Name: Agents That Actually Work
Availability: InStock

An agent's reliability is bounded by what it can see, what it remembers, and what it carries between steps, all of which you must control deliberately.

State, Memory, and Context Control is the discipline of separating what the agent can see, what it remembers, and what the system treats as authoritative state.

Key Takeaways

Separate four kinds of state that "memory" smears together: working context (volatile, in the window), task state (authoritative, external), episodic memory (past runs), and external knowledge (the world). They have different lifetimes, trust levels, and failure modes.
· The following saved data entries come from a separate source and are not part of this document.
//! Named shared memory, one backing per platform.
//!
//! On Windows this is a pagefile-backed named file mapping, which is what the
//! companion creates. Elsewhere the region is a file under `/dev/shm` (or the
//! temp dir) mapped with memmap2, so the protocol can be exercised locally.

pub use imp::Region;

#[cfg(unix)]
pub use imp::backing_path;

#[cfg(unix)]
mod imp {
    use crate::error::{KinectError, Result};
    use memmap2::{MmapMut, MmapOptions};
    use std::fs::{self, OpenOptions};
    use std::io;
    use std::path::{Path, PathBuf};

    /// Where the region named `name` lives on disk.
    pub fn backing_path(name: &str) -> PathBuf {
        let shm_dir = Path::new("/dev/shm");
        let dir = if shm_dir.is_dir() {
            shm_dir.to_path_buf()
        } else {
            std::env::temp_dir()
        };
        let file_name: String = name
            .chars()
            .map(|c| {
                if c.is_ascii_alphanumeric() || matches!(c, '.' | '_' | '-') {
                    c
                } else {
                    '_'
                }
            })
            .collect();
        dir.join(file_name)
    }

    pub struct Region {
        map: MmapMut,
        path: PathBuf,
        is_owner: bool,
    }

    impl Region {
        pub fn create(name: &str, size: usize) -> Result<Self> {
            let path = backing_path(name);
            // Sized under a scratch name and renamed into place, so a reader
            // never sees a zero-length region.
            let staging = path.with_extension(format!("{}.tmp", std::process::id()));
            let file = OpenOptions::new()
                .read(true)
                .write(true)
                .create(true)
                .truncate(true)
                .open(&staging)
                .map_err(|e| open_error(name, e))?;
            file.set_len(size as u64)
                .map_err(|e| open_error(name, e))?;

            // SAFETY: the file stays open for the lifetime of the mapping and
            // nothing in this process truncates it.
            let mut map = unsafe { MmapOptions::new().len(size).map_mut(&file) }
                .map_err(|e| open_error(name, e))?;
            map.fill(0);

            if let Err(e) = fs::rename(&staging, &path) {
                let _ = fs::remove_file(&staging);
                return Err(open_error(name, e));
            }

            Ok(Self {
                map,
                path,
                is_owner: true,
            })
        }

        pub fn open(name: &str, size: usize) -> Result<Self> {
            let path = backing_path(name);
            let file = match OpenOptions::new().read(true).write(true).open(&path) {
                Ok(file) => file,
                Err(e) if e.kind() == io::ErrorKind::NotFound => {
                    return Err(KinectError::ChannelNotFound {
                        name: name.to_string(),
                        attempts: 1,
                    });
                }
                Err(e) => return Err(open_error(name, e)),
            };

            let actual = file.metadata().map_err(|e| open_error(name, e))?.len() as usize;
            if actual < size {
                return Err(KinectError::RegionTooSmall {
                    name: name.to_string(),
                    expected: size,
                    actual,
                });
            }

            // SAFETY: see `create`. A producer shrinking the file under us is
            // outside the protocol.
            let map = unsafe { MmapOptions::new().len(size).map_mut(&file) }
                .map_err(|e| open_error(name, e))?;

            Ok(Self {
                map,
                path,
                is_owner: false,
            })
        }

        pub fn len(&self) -> usize {
            self.map.len()
        }

        pub fn read_into(&self, buf: &mut [u8]) {
            let n = buf.len().min(self.map.len());
            buf[..n].copy_from_slice(&self.map[..n]);
        }

        pub fn write_from(&mut self, bytes: &[u8]) {
            let n = bytes.len().min(self.map.len());
            self.map[..n].copy_from_slice(&bytes[..n]);
        }
    }

    impl Drop for Region {
        fn drop(&mut self) {
            if self.is_owner {
                let _ = fs::remove_file(&self.path);
            }
        }
    }

    fn open_error(name: &str, source: io::Error) -> KinectError {
        KinectError::ChannelOpen {
            name: name.to_string(),
            source,
        }
    }
}

#[cfg(windows)]
mod imp {
    use crate::error::{KinectError, Result};
    use std::io;
    use windows::core::PCWSTR;
    use windows::Win32::Foundation::{
        CloseHandle, ERROR_FILE_NOT_FOUND, HANDLE, INVALID_HANDLE_VALUE,
    };
    use windows::Win32::System::Memory::{
        CreateFileMappingW, MapViewOfFile, OpenFileMappingW, UnmapViewOfFile, FILE_MAP_READ,
        FILE_MAP_WRITE, MEMORY_MAPPED_VIEW_ADDRESS, PAGE_READWRITE,
    };

    pub struct Region {
        handle: HANDLE,
        view: MEMORY_MAPPED_VIEW_ADDRESS,
        size: usize,
    }

    // SAFETY: the view is only touched through &self/&mut self of the owner.
    unsafe impl Send for Region {}

    fn wide(name: &str) -> Vec<u16> {
        name.encode_utf16().chain(std::iter::once(0)).collect()
    }

    impl Region {
        pub fn create(name: &str, size: usize) -> Result<Self> {
            let name_wide = wide(name);
            unsafe {
                let handle = CreateFileMappingW(
                    INVALID_HANDLE_VALUE,
                    None,
                    PAGE_READWRITE,
                    0,
                    size as u32,
                    PCWSTR(name_wide.as_ptr()),
                )
                .map_err(|e| open_error(name, e.into()))?;

                let region = Self::map(name, handle, size)?;
                std::ptr::write_bytes(region.view.Value as *mut u8, 0, size);
                Ok(region)
            }
        }

        pub fn open(name: &str, size: usize) -> Result<Self> {
            let name_wide = wide(name);
            unsafe {
                let handle = match OpenFileMappingW(
                    (FILE_MAP_READ | FILE_MAP_WRITE).0,
                    false,
                    PCWSTR(name_wide.as_ptr()),
                ) {
                    Ok(handle) if !handle.is_invalid() => handle,
                    Ok(_) => {
                        return Err(open_error(
                            name,
                            io::Error::new(io::ErrorKind::Other, "invalid mapping handle"),
                        ))
                    }
                    Err(e) if e.code() == ERROR_FILE_NOT_FOUND.to_hresult() => {
                        return Err(KinectError::ChannelNotFound {
                            name: name.to_string(),
                            attempts: 1,
                        });
                    }
                    Err(e) => return Err(open_error(name, e.into())),
                };

                Self::map(name, handle, size)
            }
        }

        unsafe fn map(name: &str, handle: HANDLE, size: usize) -> Result<Self> {
            let view = MapViewOfFile(handle, FILE_MAP_READ | FILE_MAP_WRITE, 0, 0, size);
            if view.Value.is_null() {
                let err = io::Error::last_os_error();
                let _ = CloseHandle(handle);
                return Err(open_error(name, err));
            }
            Ok(Self { handle, view, size })
        }

        pub fn len(&self) -> usize {
            self.size
        }

        pub fn read_into(&self, buf: &mut [u8]) {
            let n = buf.len().min(self.size);
            unsafe {
                std::ptr::copy_nonoverlapping(self.view.Value as *const u8, buf.as_mut_ptr(), n);
            }
        }

        pub fn write_from(&mut self, bytes: &[u8]) {
            let n = bytes.len().min(self.size);
            unsafe {
                std::ptr::copy_nonoverlapping(bytes.as_ptr(), self.view.Value as *mut u8, n);
            }
        }
    }

    impl Drop for Region {
        fn drop(&mut self) {
            unsafe {
                let _ = UnmapViewOfFile(self.view);
                let _ = CloseHandle(self.handle);
            }
        }
    }

    fn open_error(name: &str, source: io::Error) -> KinectError {
        KinectError::ChannelOpen {
            name: name.to_string(),
            source,
        }
    }
}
The context window is a budget to allocate deliberately each step, not a transcript to accumulate. Assemble a small curated view from authoritative task state; do not feed back the raw growing history.

Make task state an explicit, checkpointable record (a state machine with a saga log of reversible actions), so runs can survive crashes, resume from the last good step, and be cleanly stopped and unwound.

Treat writes to long-term memory like irreversible writes: gate them with validation appropriate to the stakes, and attach provenance so a poisoned note can be traced and contained.

Controlled state is the same discipline as observable state. Deterministic, structured context is what makes traces, replay, and budgets actually work.

Read this beside memory systems for agents, planning without wandering, and observability and replay when you turn the chapter into a production design.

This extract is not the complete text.